ETHICO-MORAL CONSIDERATIONS Flashcards
(63 cards)
These are systematic guides for developing ethical behavior. They answer normative questions of what beliefs and values should be normally accepted.
Code of Ethics
A nursing instructor who composed the Nurses Code of Ethics in 1893. The one who also wrote the words that best describes the code of ethics in the oath of nurses:
“to abstain from whatever is deleterious and mischievous and will not take or knowingly administer any harmful drug.”
Lystra Gretter
It is known as the Philippines Nursing Law
Sec 3 RA No 877
It is the ammended code of Ethics for Nurses recomenneded and endorsed by the PNA was adopted to govern the nursing practice in the Philippines.
Sec 6 PD No 223
It implies a commitment to a life of sacrifice and genuine selflessness.
Service to others
It perform the responsibilities with the highest sense of integrity and imbued with nationalism and spiritual values.
Integrity and Objectivity
A certain level of competence is necessary, i.e knowledge, technical skills, attitudes, and experience.
Professional Competence
It maintains and support professional organization.
Solidarity and Teamwork
It is consistent with their responsibilities to society and as Filipinos contribute to the attainment of the country’s national objectives.
Social and Civic Responsibility
Professionals shall remain open to the challenges of a dynamic and interconnected world.
Global Competetiveness
All professionals shall their colleagues with respect and strive to be fair in their dealings with one another.
Equality for All Professions
It is an act providing for a more responsive nursing profession repealing for the purpose republic act no 7164 otherwise known as “The Philippine Nursing Act of 1991”
RA No 9173
It refers to the commission of omission of an act, pursuant to a duty, that a reasonably prudent person in the same or similar circumstance would or would not do, and acting or the non-acting of which is the proximate cause of injury to another person or his property.
Ex: Burns, objects left inside the patients body, falls.
Professional Negligence
It means “the thing speaks for itself”
This means that the injury could not have happened if someone was not negligent that no further proof is required.
Ex: Fracture on a newly delivered baby born by breech presentation
Res Ipsa Loquitor
It implies the idea of improper or unskillful care of a patient by a nurse.
It also denotes that stepping beyond one’s authority with serious consequences.

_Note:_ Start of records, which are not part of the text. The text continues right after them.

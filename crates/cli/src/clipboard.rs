use std::io::Write;

use base64::Engine;
use base64::engine::general_purpose::STANDARD;
use lexchat_session::{Clipboard, ClipboardError};

/// Writes through the terminal with an OSC 52 escape, which most modern
/// emulators forward to the system clipboard even over SSH.
pub struct Osc52Clipboard;

fn write_osc52(out: &mut impl Write, text: &str) -> std::io::Result<()> {
    let encoded = STANDARD.encode(text.as_bytes());
    write!(out, "\x1b]52;c;{encoded}\x07")?;
    out.flush()
}

impl Clipboard for Osc52Clipboard {
    fn copy(&self, text: &str) -> Result<(), ClipboardError> {
        let mut stdout = std::io::stdout().lock();
        write_osc52(&mut stdout, text).map_err(|error| ClipboardError {
            message: error.to_string(),
        })
    }
}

Example: Giving anesthesia by a nurse or prescribing medicines.
Malpractice
It is lack of ability, or legal qualifications and being unfit to discharge the required duty.
Incompetence
It means an irresistible force, one that is unforeseen or inevitable.

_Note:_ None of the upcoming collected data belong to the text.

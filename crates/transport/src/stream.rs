use std::collections::VecDeque;
use std::pin::Pin;
use std::time::Duration;

use bytes::Bytes;
use futures::{Stream, StreamExt};

use crate::chunk::{StreamChunk, parse_payload};

const EVENT_MARKER: &str = "data: ";

pub type ByteStreamError = Box<dyn std::error::Error + Send + Sync + 'static>;
type ByteStream = Pin<Box<dyn Stream<Item = Result<Bytes, ByteStreamError>> + Send>>;

enum ChunkSource {
    /// Raw bytes from an open HTTP response (or a test fixture stream).
    Live(ByteStream),
    /// Pre-decoded chunks, used by mock backends in tests.
    Canned(VecDeque<StreamChunk>),
}

/// Lazy, single-pass, finite sequence of reply chunks.
///
/// The raw byte stream is buffered and split on line boundaries; only lines
/// prefixed with `data: ` carry payload, each parsed independently. The
/// sequence always terminates: a `done`/`error` payload, a malformed
/// payload, a transport fault, an idle timeout, and a clean end-of-stream
/// without a terminal chunk all end it (the non-server cases as a synthetic
/// `error` chunk). After the terminal chunk the stream is fused and only
/// yields `None`. Dropping the stream releases the underlying connection.
pub struct ReplyStream {
    source: ChunkSource,
    buffer: Vec<u8>,
    terminated: bool,
    idle_timeout: Option<Duration>,
}

impl ReplyStream {
    pub fn from_byte_stream(
        stream: impl Stream<Item = Result<Bytes, ByteStreamError>> + Send + 'static,
    ) -> Self {
        Self {
            source: ChunkSource::Live(Box::pin(stream)),
            buffer: Vec::new(),
            terminated: false,
            idle_timeout: None,
        }
    }

    pub(crate) fn from_response(response: reqwest::Response) -> Self {
        Self::from_byte_stream(
            response
                .bytes_stream()
                .map(|item| item.map_err(|error| Box::new(error) as ByteStreamError)),
        )
    }

    /// Builds a stream that yields `chunks` as-is. A canned sequence without
    /// a terminal chunk still ends with the synthetic truncation error, the
    /// same as a live stream that closes early.
    pub fn from_chunks(chunks: Vec<StreamChunk>) -> Self {
        Self {
            source: ChunkSource::Canned(chunks.into()),
            buffer: Vec::new(),
            terminated: false,
            idle_timeout: None,
        }
    }

    /// Bounds the wait for each chunk; expiry terminates the stream with a
    /// synthetic error chunk.
    pub fn with_idle_timeout(mut self, timeout: Duration) -> Self {
        self.idle_timeout = Some(timeout);
        self
    }

    /// Yields the next chunk, or `None` once a terminal chunk was returned.
    pub async fn next_chunk(&mut self) -> Option<StreamChunk> {
        if self.terminated {
            return None;
        }

        let chunk = if let ChunkSource::Canned(queue) = &mut self.source {
            queue
                .pop_front()
                .unwrap_or_else(|| StreamChunk::synthetic_error(TRUNCATED_STREAM_NOTICE))
        } else {
            self.next_live_chunk().await
        };

        if chunk.is_terminal() {
            self.terminated = true;
        }
        Some(chunk)
    }

    async fn next_live_chunk(&mut self) -> StreamChunk {
        loop {
            // Drain complete buffered lines before touching the wire again.
            while let Some(line) = take_line(&mut self.buffer) {
                if let Some(chunk) = decode_line(&line) {
                    return chunk;
                }
            }

            let ChunkSource::Live(stream) = &mut self.source else {
                return StreamChunk::synthetic_error(TRUNCATED_STREAM_NOTICE);
            };

            let item = match self.idle_timeout {
                Some(timeout) => match tokio::time::timeout(timeout, stream.next()).await {
                    Ok(item) => item,
                    Err(_) => {
                        return StreamChunk::synthetic_error(format!(
                            "reply stream stalled for more than {}s",
                            timeout.as_secs()
                        ));
                    }
                },
                None => stream.next().await,
            };

            match item {
                Some(Ok(bytes)) => self.buffer.extend_from_slice(&bytes),
                Some(Err(error)) => {
                    return StreamChunk::synthetic_error(format!(
                        "reply stream transport failure: {error}"
                    ));
                }
                None => {
                    // Flush a trailing line that arrived without its newline.
                    let leftover = String::from_utf8_lossy(&self.buffer).to_string();
                    self.buffer.clear();
                    if let Some(chunk) = decode_line(leftover.trim_end_matches('\r')) {
                        return chunk;
                    }
                    return StreamChunk::synthetic_error(TRUNCATED_STREAM_NOTICE);
                }
            }
        }
    }
}

const TRUNCATED_STREAM_NOTICE: &str = "reply stream ended before completion";

fn take_line(buffer: &mut Vec<u8>) -> Option<String> {
    let newline = buffer.iter().position(|&byte| byte == b'\n')?;
    let raw: Vec<u8> = buffer.drain(..=newline).collect();
    let line = String::from_utf8_lossy(&raw[..newline]);
    Some(line.trim_end_matches('\r').to_string())
}

/// Decodes one line of the event protocol. Lines without the `data: `
/// marker carry no payload; malformed payloads become a terminal synthetic
/// error chunk.
fn decode_line(line: &str) -> Option<StreamChunk> {
    let payload = line.strip_prefix(EVENT_MARKER)?.trim();
    if payload.is_empty() {
        return None;
    }

    match parse_payload(payload) {
        Ok(chunk) => Some(chunk),
        Err(error) => {
            tracing::warn!(error = %error, "malformed stream payload");
            Some(StreamChunk::synthetic_error(format!(
                "malformed stream payload: {error}"
            )))
        }
    }
}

Ex: Circumstances such as flood, fie, earthquakes, nurses who fail to render service during these circumstances are not held negligent.
Doctrine of Force Majeure
It means “let the master answer for the acts of the subordinate”. Under this doctrine, the liability is expanded to include the master as well as the employee.
Ex: The surgeon will be held responsible in case a laparotomy pack is left in a patient’s abdomen.
Doctrine of Respondeat Superior
It is a legal wrong, commited against a person on property independent of a contract which renders the person who commits it liable for damages in a civil action.
Intentional Wrong Torts
It is imminent threat of harmful or offensive bodily contact.
Assault
It is an intentional, unconsented touching of another person.
Battery
It means unjustifiable detention of a person without a legal warrant within the boundaries fixed by the defendant by an act or violation of duty intended to result in such confinement.
False Imprisonment or Illegal Detention
The right of privacy is the right to be left alone, the right to be free from unwarranted publicity and exposure to public view.
Confidentiality
Character assasination, be it written or spoken, constitute defamation.